From the Environmental Defense Fund to the California Association of Insurance Companies, everybody loves “pay as you drive.”
State Insurance Commissioner Steve Poizner’s new regulations give motorists the option of purchasing coverage based more directly on the actual total miles driven. The Examiner sees no downside to a program that saves money for drivers by giving them an incentive to help save the planet.
The Brookings Institution think tank estimates that nearly two-thirds of California families would pay less under Poizner’s plan — typically $276 per family vehicle yearly. If one-third of California vehicle owners choose to participate, the state would eliminate approximately 55 million tons of carbon dioxide from the atmosphere by 2020 — the equivalent of removing 10 million cars from the road. Gasoline purchases would be cut by 5.5 billion gallons, and consumers would share some $40 billion in savings on auto-related expenses.

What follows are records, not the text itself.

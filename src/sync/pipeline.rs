//! Run orchestration
//!
//! [`SyncPipeline`] owns the two work queues and wires the stages together:
//! enumerate both registries, diff, validate, then either transfer the
//! verified images or, in purge mode, delete what the source no longer has.

use crate::concurrency::WorkQueue;
use crate::config::{RunMode, SyncConfig};
use crate::engine::EngineFactory;
use crate::error::Result;
use crate::image::{ImageRef, ImageRefSet};
use crate::logging::Logger;
use crate::registry::RegistryApi;
use crate::sync::catalog::CatalogEnumerator;
use crate::sync::diff::diff;
use crate::sync::purge::PurgeEngine;
use crate::sync::report::RunSummary;
use crate::sync::transfer::SyncEngine;
use crate::sync::validator::ManifestValidator;
use std::sync::Arc;
use std::time::Instant;

pub struct SyncPipeline {
    config: SyncConfig,
    source: Arc<dyn RegistryApi>,
    destination: Arc<dyn RegistryApi>,
    engines: Arc<dyn EngineFactory>,
    output: Logger,
    validate_queue: Arc<WorkQueue<ImageRef>>,
    good_queue: Arc<WorkQueue<ImageRef>>,
}

impl SyncPipeline {
    pub fn new(
        config: SyncConfig,
        source: Arc<dyn RegistryApi>,
        destination: Arc<dyn RegistryApi>,
        engines: Arc<dyn EngineFactory>,
        output: Logger,
    ) -> Self {
        Self {
            config,
            source,
            destination,
            engines,
            output,
            validate_queue: Arc::new(WorkQueue::new()),
            good_queue: Arc::new(WorkQueue::new()),
        }
    }

    /// Execute one run. Only fatal preconditions and configuration errors
    /// are returned; per-image failures end up in the summary.
    pub async fn run(&self) -> Result<RunSummary> {
        self.config.validate()?;
        let started = Instant::now();

        self.output.section("Registry Sync");
        self.output.info(&format!(
            "{} -> {} ({})",
            self.config.source,
            self.config.destination,
            self.config.mode.description()
        ));
        self.output
            .verbose(&format!("Workers per stage: {}", self.config.concurrency));
        if self.config.dry_run {
            self.output.info("Dry run: nothing will be transferred or deleted");
        }

        let mut summary = match self.config.mode {
            RunMode::Purge => self.run_purge().await?,
            RunMode::Sync { no_diff } => self.run_sync(no_diff).await?,
        };

        summary.total_time = started.elapsed();
        summary.log(&self.output);
        Ok(summary)
    }

    fn enumerator(&self) -> CatalogEnumerator {
        CatalogEnumerator::new(self.output.clone())
            .with_page_size(self.config.catalog_page_size)
            .with_concurrency(self.config.concurrency)
    }

    /// Enumerate both registries concurrently
    async fn enumerate_both(&self) -> Result<(ImageRefSet, ImageRefSet)> {
        let enumerator = self.enumerator();
        let (source, destination) = tokio::join!(
            enumerator.enumerate(self.source.as_ref()),
            enumerator.enumerate(self.destination.as_ref())
        );
        Ok((source?, destination?))
    }

    async fn run_sync(&self, no_diff: bool) -> Result<RunSummary> {
        let mut summary = RunSummary::default();

        self.output.subsection("Enumerating registries");
        let candidates = if no_diff {
            self.enumerator().enumerate(self.source.as_ref()).await?
        } else {
            let (source, destination) = self.enumerate_both().await?;
            diff(&source, &destination)
        };
        summary.candidates = candidates.len();
        self.output
            .info(&format!("{} images to validate", candidates.len()));

        if candidates.is_empty() {
            self.output.success("Destination is up to date");
            return Ok(summary);
        }

        self.output.subsection("Validating manifests");
        for image in candidates.sorted() {
            self.validate_queue.push(image);
        }
        let validation_started = Instant::now();
        let results = ManifestValidator::new(Arc::clone(&self.source), self.output.clone())
            .with_concurrency(self.config.concurrency)
            .with_poll_timeout(self.config.poll_timeout)
            .run(Arc::clone(&self.validate_queue), Arc::clone(&self.good_queue))
            .await;
        summary.record_validation(&results, validation_started.elapsed());
        self.output.info(&format!(
            "{} of {} images validated in {}",
            summary.validated_good,
            results.len(),
            self.output.format_duration(summary.validation_time)
        ));

        if self.config.print_list {
            let mut good: Vec<&ImageRef> = results
                .iter()
                .filter(|r| r.is_good())
                .map(|r| &r.image)
                .collect();
            good.sort();
            let lines: Vec<String> = good.iter().map(|image| image.to_string()).collect();
            self.output.list("Verified images", &lines);
        }

        if self.config.dry_run {
            return Ok(summary);
        }

        let queued = self.good_queue.len();
        if queued == 0 {
            self.output.warning("No verified images to sync");
            return Ok(summary);
        }

        self.output.subsection("Syncing images");
        self.output.info(&format!("{} images in sync queue", queued));
        let outcomes = SyncEngine::new(
            self.config.source.host.clone(),
            self.config.destination.host.clone(),
            Arc::clone(&self.engines),
            self.output.clone(),
        )
        .with_concurrency(self.config.concurrency)
        .with_poll_timeout(self.config.poll_timeout)
        .run(Arc::clone(&self.good_queue))
        .await;

        summary.record_sync(&outcomes, queued);
        if !self.good_queue.is_empty() {
            self.output.warning(&format!(
                "{} verified images were left unsynced",
                self.good_queue.len()
            ));
        }
        Ok(summary)
    }

    async fn run_purge(&self) -> Result<RunSummary> {
        let mut summary = RunSummary {
            purge_mode: true,
            ..RunSummary::default()
        };

        self.output.subsection("Enumerating registries");
        let (source, destination) = self.enumerate_both().await?;
        let candidates = PurgeEngine::candidates(&source, &destination);
        summary.purge_candidates = candidates.len();

        if candidates.is_empty() {
            self.output.success("Nothing to purge");
            return Ok(summary);
        }

        if self.config.dry_run {
            let lines: Vec<String> = candidates.iter().map(|c| c.image.to_string()).collect();
            self.output.list("Images to purge", &lines);
            return Ok(summary);
        }

        self.output.subsection("Purging images");
        let outcomes = PurgeEngine::new(Arc::clone(&self.destination), self.output.clone())
            .with_concurrency(self.config.concurrency)
            .with_poll_timeout(self.config.poll_timeout)
            .run(candidates, &PurgeEngine::kept(&source, &destination))
            .await;
        summary.record_purge(&outcomes);
        Ok(summary)
    }
}
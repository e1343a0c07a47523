//! Image references and manifests
//!
//! [`ImageRef`] and [`ImageRefSet`] are the values passed between every
//! stage of the sync pipeline. [`Manifest`] extracts the blob and child
//! manifest digests that validation must probe.

pub mod manifest;
pub mod reference;

pub use manifest::{Descriptor, FsLayer, Manifest};
pub use reference::{ImageRef, ImageRefSet};
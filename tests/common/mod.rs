//! In-memory registry and container engine used by the integration tests
#![allow(dead_code)]

use async_trait::async_trait;
use registry_sync::engine::{ContainerEngine, EngineFactory};
use registry_sync::image::Manifest;
use registry_sync::registry::RegistryApi;
use registry_sync::{ImageRef, RegistryEndpoint, Result, SyncConfig, SyncError};
use std::collections::{BTreeMap, HashMap, HashSet};
use std::sync::atomic::{AtomicUsize, Ordering};
use std::sync::{Arc, Mutex};
use std::time::Duration;

pub const SOURCE_HOST: &str = "src.example.com";
pub const DESTINATION_HOST: &str = "dst.example.com";
pub const POLL: Duration = Duration::from_millis(100);

pub fn test_config() -> SyncConfig {
    SyncConfig::new(
        RegistryEndpoint::parse(SOURCE_HOST, false).unwrap(),
        RegistryEndpoint::parse(DESTINATION_HOST, false).unwrap(),
    )
    .with_poll_timeout(POLL)
}

#[derive(Debug, Clone)]
struct StoredImage {
    manifest: String,
    digest: String,
}

fn manifest_digest(repository: &str, tag: &str) -> String {
    format!("sha256:manifest-{}-{}", repository.replace('/', "-"), tag)
}

fn config_digest(repository: &str, tag: &str) -> String {
    format!("sha256:config-{}-{}", repository.replace('/', "-"), tag)
}

fn schema2_manifest(config: &str, layers: &[&str]) -> String {
    let layers: Vec<String> = layers
        .iter()
        .map(|digest| {
            format!(
                r#"{{"mediaType":"application/vnd.docker.image.rootfs.diff.tar.gzip","size":1,"digest":"{}"}}"#,
                digest
            )
        })
        .collect();
    format!(
        r#"{{"schemaVersion":2,"mediaType":"application/vnd.docker.distribution.manifest.v2+json","config":{{"mediaType":"application/vnd.docker.container.image.v1+json","size":1,"digest":"{}"}},"layers":[{}]}}"#,
        config,
        layers.join(",")
    )
}

/// Registry held entirely in memory. Repositories map tags to manifests;
/// blobs live in one shared pool.
#[derive(Default)]
pub struct FakeRegistry {
    host: String,
    repositories: Mutex<BTreeMap<String, BTreeMap<String, StoredImage>>>,
    blobs: Mutex<HashSet<String>>,
    missing_manifests: Mutex<HashSet<(String, String)>>,
    unresolvable: HashSet<(String, String)>,
    failing_tag_lists: HashSet<String>,
    catalog_error: Option<SyncError>,
    pub blob_probes: Mutex<Vec<String>>,
    pub manifest_fetches: Mutex<Vec<String>>,
    pub deleted: Mutex<Vec<(String, String)>>,
}

impl FakeRegistry {
    pub fn new(host: &str) -> Self {
        Self {
            host: host.to_string(),
            ..Self::default()
        }
    }

    /// Image with a schema 2 manifest whose config and layer blobs exist
    pub fn with_image(self, repository: &str, tag: &str, layers: &[&str]) -> Self {
        self.insert_image(repository, tag, layers);
        self
    }

    /// Listed in the tag list, but its manifest answers 404
    pub fn with_missing_manifest(self, repository: &str, tag: &str) -> Self {
        self.insert_image(repository, tag, &[]);
        self.missing_manifests
            .lock()
            .unwrap()
            .insert((repository.to_string(), tag.to_string()));
        self
    }

    pub fn with_raw_manifest(self, repository: &str, tag: &str, manifest: &str, blobs: &[&str]) -> Self {
        self.repositories
            .lock()
            .unwrap()
            .entry(repository.to_string())
            .or_default()
            .insert(
                tag.to_string(),
                StoredImage {
                    manifest: manifest.to_string(),
                    digest: manifest_digest(repository, tag),
                },
            );
        self.blobs
            .lock()
            .unwrap()
            .extend(blobs.iter().map(|b| b.to_string()));
        self
    }

    /// Digest lookups for this tag fail as if the header were missing
    pub fn with_unresolvable_digest(mut self, repository: &str, tag: &str) -> Self {
        self.unresolvable
            .insert((repository.to_string(), tag.to_string()));
        self
    }

    /// Second tag pointing at the manifest of `target`
    pub fn with_tag_alias(self, repository: &str, tag: &str, target: &str) -> Self {
        {
            let mut repositories = self.repositories.lock().unwrap();
            let tags = repositories.entry(repository.to_string()).or_default();
            let image = tags.get(target).cloned().expect("alias target exists");
            tags.insert(tag.to_string(), image);
        }
        self
    }

    pub fn without_blob(self, digest: &str) -> Self {
        self.blobs.lock().unwrap().remove(digest);
        self
    }

    /// Repository in the catalog whose tag list is null
    pub fn with_empty_repository(self, repository: &str) -> Self {
        self.repositories
            .lock()
            .unwrap()
            .entry(repository.to_string())
            .or_default();
        self
    }

    pub fn with_failing_tag_list(mut self, repository: &str) -> Self {
        self.failing_tag_lists.insert(repository.to_string());
        self.repositories
            .lock()
            .unwrap()
            .entry(repository.to_string())
            .or_default();
        self
    }

    pub fn with_catalog_error(mut self, error: SyncError) -> Self {
        self.catalog_error = Some(error);
        self
    }

    pub fn insert_image(&self, repository: &str, tag: &str, layers: &[&str]) {
        let config = config_digest(repository, tag);
        let manifest = schema2_manifest(&config, layers);

        let mut blobs = self.blobs.lock().unwrap();
        blobs.insert(config);
        blobs.extend(layers.iter().map(|l| l.to_string()));

        self.repositories
            .lock()
            .unwrap()
            .entry(repository.to_string())
            .or_default()
            .insert(
                tag.to_string(),
                StoredImage {
                    manifest,
                    digest: manifest_digest(repository, tag),
                },
            );
    }

    pub fn contains(&self, repository: &str, tag: &str) -> bool {
        self.repositories
            .lock()
            .unwrap()
            .get(repository)
            .is_some_and(|tags| tags.contains_key(tag))
    }

    pub fn images(&self) -> Vec<ImageRef> {
        let repositories = self.repositories.lock().unwrap();
        repositories
            .iter()
            .flat_map(|(repo, tags)| tags.keys().map(move |tag| ImageRef::new(repo.clone(), tag.clone())))
            .collect()
    }

    pub fn deleted(&self) -> Vec<(String, String)> {
        self.deleted.lock().unwrap().clone()
    }

    fn lookup(&self, repository: &str, reference: &str) -> Result<StoredImage> {
        let repositories = self.repositories.lock().unwrap();
        let tags = repositories
            .get(repository)
            .ok_or_else(|| SyncError::NotFound(format!("repository {}", repository)))?;
        if let Some(image) = tags.get(reference) {
            return Ok(image.clone());
        }
        tags.values()
            .find(|image| image.digest == reference)
            .cloned()
            .ok_or_else(|| SyncError::NotFound(format!("manifest {}:{}", repository, reference)))
    }
}

#[async_trait]
impl RegistryApi for FakeRegistry {
    fn host(&self) -> &str {
        &self.host
    }

    async fn list_repositories(&self, _page_size: usize) -> Result<Vec<String>> {
        if let Some(e) = &self.catalog_error {
            return Err(e.clone());
        }
        Ok(self.repositories.lock().unwrap().keys().cloned().collect())
    }

    async fn list_tags(&self, repository: &str) -> Result<Vec<String>> {
        if self.failing_tag_lists.contains(repository) {
            return Err(SyncError::Transient(format!("tag list for {} timed out", repository)));
        }
        let repositories = self.repositories.lock().unwrap();
        Ok(repositories
            .get(repository)
            .map(|tags| tags.keys().cloned().collect())
            .unwrap_or_default())
    }

    async fn fetch_manifest(&self, repository: &str, reference: &str) -> Result<Manifest> {
        self.manifest_fetches
            .lock()
            .unwrap()
            .push(format!("{}:{}", repository, reference));
        let missing = self
            .missing_manifests
            .lock()
            .unwrap()
            .contains(&(repository.to_string(), reference.to_string()));
        if missing {
            return Err(SyncError::NotFound(format!("manifest {}:{}", repository, reference)));
        }
        let image = self.lookup(repository, reference)?;
        Manifest::parse(image.manifest.as_bytes())
    }

    async fn probe_blob(&self, _repository: &str, digest: &str) -> Result<()> {
        self.blob_probes.lock().unwrap().push(digest.to_string());
        if self.blobs.lock().unwrap().contains(digest) {
            Ok(())
        } else {
            Err(SyncError::NotFound(format!("blob {}", digest)))
        }
    }

    async fn resolve_manifest_digest(&self, repository: &str, reference: &str) -> Result<String> {
        if self
            .unresolvable
            .contains(&(repository.to_string(), reference.to_string()))
        {
            return Err(SyncError::Api(format!(
                "No Docker-Content-Digest header for {}:{}",
                repository, reference
            )));
        }
        self.lookup(repository, reference).map(|image| image.digest)
    }

    async fn delete_manifest(&self, repository: &str, digest: &str) -> Result<u16> {
        let mut repositories = self.repositories.lock().unwrap();
        let tags = repositories
            .get_mut(repository)
            .ok_or_else(|| SyncError::NotFound(format!("repository {}", repository)))?;
        let before = tags.len();
        tags.retain(|_, image| image.digest != digest);
        if tags.len() == before {
            return Err(SyncError::NotFound(format!("manifest {}@{}", repository, digest)));
        }
        self.deleted
            .lock()
            .unwrap()
            .push((repository.to_string(), digest.to_string()));
        Ok(202)
    }
}

/// Shared state behind every engine handed out by a [`FakeEngineFactory`]
#[derive(Default)]
pub struct EngineState {
    pub calls: Mutex<Vec<String>>,
    failures: Mutex<HashMap<String, SyncError>>,
    destination: Option<Arc<FakeRegistry>>,
}

impl EngineState {
    fn call(&self, entry: String) -> Result<()> {
        self.calls.lock().unwrap().push(entry.clone());
        match self.failures.lock().unwrap().get(&entry) {
            Some(e) => Err(e.clone()),
            None => Ok(()),
        }
    }
}

pub struct FakeEngine {
    state: Arc<EngineState>,
}

#[async_trait]
impl ContainerEngine for FakeEngine {
    async fn pull(&self, image: &str) -> Result<()> {
        self.state.call(format!("pull {}", image))
    }

    async fn tag(&self, source: &str, target: &str) -> Result<()> {
        self.state.call(format!("tag {} {}", source, target))
    }

    async fn push(&self, image: &str) -> Result<()> {
        self.state.call(format!("push {}", image))?;
        if let Some(destination) = &self.state.destination {
            let name = image
                .strip_prefix(&format!("{}/", destination.host()))
                .unwrap_or(image);
            if let Some((repository, tag)) = name.rsplit_once(':') {
                destination.insert_image(repository, tag, &[]);
            }
        }
        Ok(())
    }

    async fn remove_image(&self, image: &str) -> Result<()> {
        self.state.call(format!("rm {}", image))
    }
}

#[derive(Clone, Default)]
pub struct FakeEngineFactory {
    pub state: Arc<EngineState>,
    pub connects: Arc<AtomicUsize>,
    refuse: bool,
}

impl FakeEngineFactory {
    pub fn new() -> Self {
        Self::default()
    }

    /// Pushes land as images in `destination`
    pub fn pushing_to(destination: Arc<FakeRegistry>) -> Self {
        Self {
            state: Arc::new(EngineState {
                destination: Some(destination),
                ..EngineState::default()
            }),
            ..Self::default()
        }
    }

    pub fn refusing() -> Self {
        Self {
            refuse: true,
            ..Self::default()
        }
    }

    /// Fail the call recorded as `entry`, e.g. `"push dst.example.com/app:v2"`
    pub fn fail(&self, entry: &str, error: SyncError) {
        self.state
            .failures
            .lock()
            .unwrap()
            .insert(entry.to_string(), error);
    }

    pub fn calls(&self) -> Vec<String> {
        self.state.calls.lock().unwrap().clone()
    }

    pub fn connects(&self) -> usize {
        self.connects.load(Ordering::SeqCst)
    }
}

impl EngineFactory for FakeEngineFactory {
    fn connect(&self) -> Result<Box<dyn ContainerEngine>> {
        self.connects.fetch_add(1, Ordering::SeqCst);
        if self.refuse {
            return Err(SyncError::Api("engine endpoint refused connection".to_string()));
        }
        Ok(Box::new(FakeEngine {
            state: Arc::clone(&self.state),
        }))
    }
}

“Pay as you drive” is a classic example of the public and consumer benefits from increasing fair-market options by easing unnecessary restrictions. It also demonstrates that the most effective way to get drivers out of their cars is to offer meaningful financial incentives and convenient transit alternatives instead of additional punitive limitations.
Insurance based on real miles driven is hardly an untested idea. It is already available in 34 states, Canada, Japan and Europe. Although today’s insurance premiums do consider estimates of annual miles driven, those estimates are usually both arbitrary and inaccurate. “Pay as you drive” allows insurers to offer rates on true mileage verified from odometer readings, repair records or an inexpensive wireless device that transmits mileage totals.
Pending legislation to mandate the same insurance option was canceled after Poizner announced the new voluntary regulations. The insurance commissioner said companies are prohibited from tallying mileage with GPS tracking devices that also reveal the vehicle’s location, hours of operation and other details. The first version of the now-canceled bill had sparked privacy-violation concerns because of the GPS issue.
“Pay as you drive” has brought Poizner, a Silicon Valley Republican, an unusual amount of kudos from environmentalists and consumer advocates. As insurance commissioner, he has been noticeably more proactive than recent predecessors, winning millions of dollars in rate reductions and premium reimbursements from major insurers such as Fireman’s Fund and Continental Casualty.
Poizner and Gov. Arnold Schwarzenegger were the only Republicans elected to statewide posts in 2006, and now Poizner’s record as insurance commissioner is likely to help him run for governor when Schwarzenegger is termed out in 2010.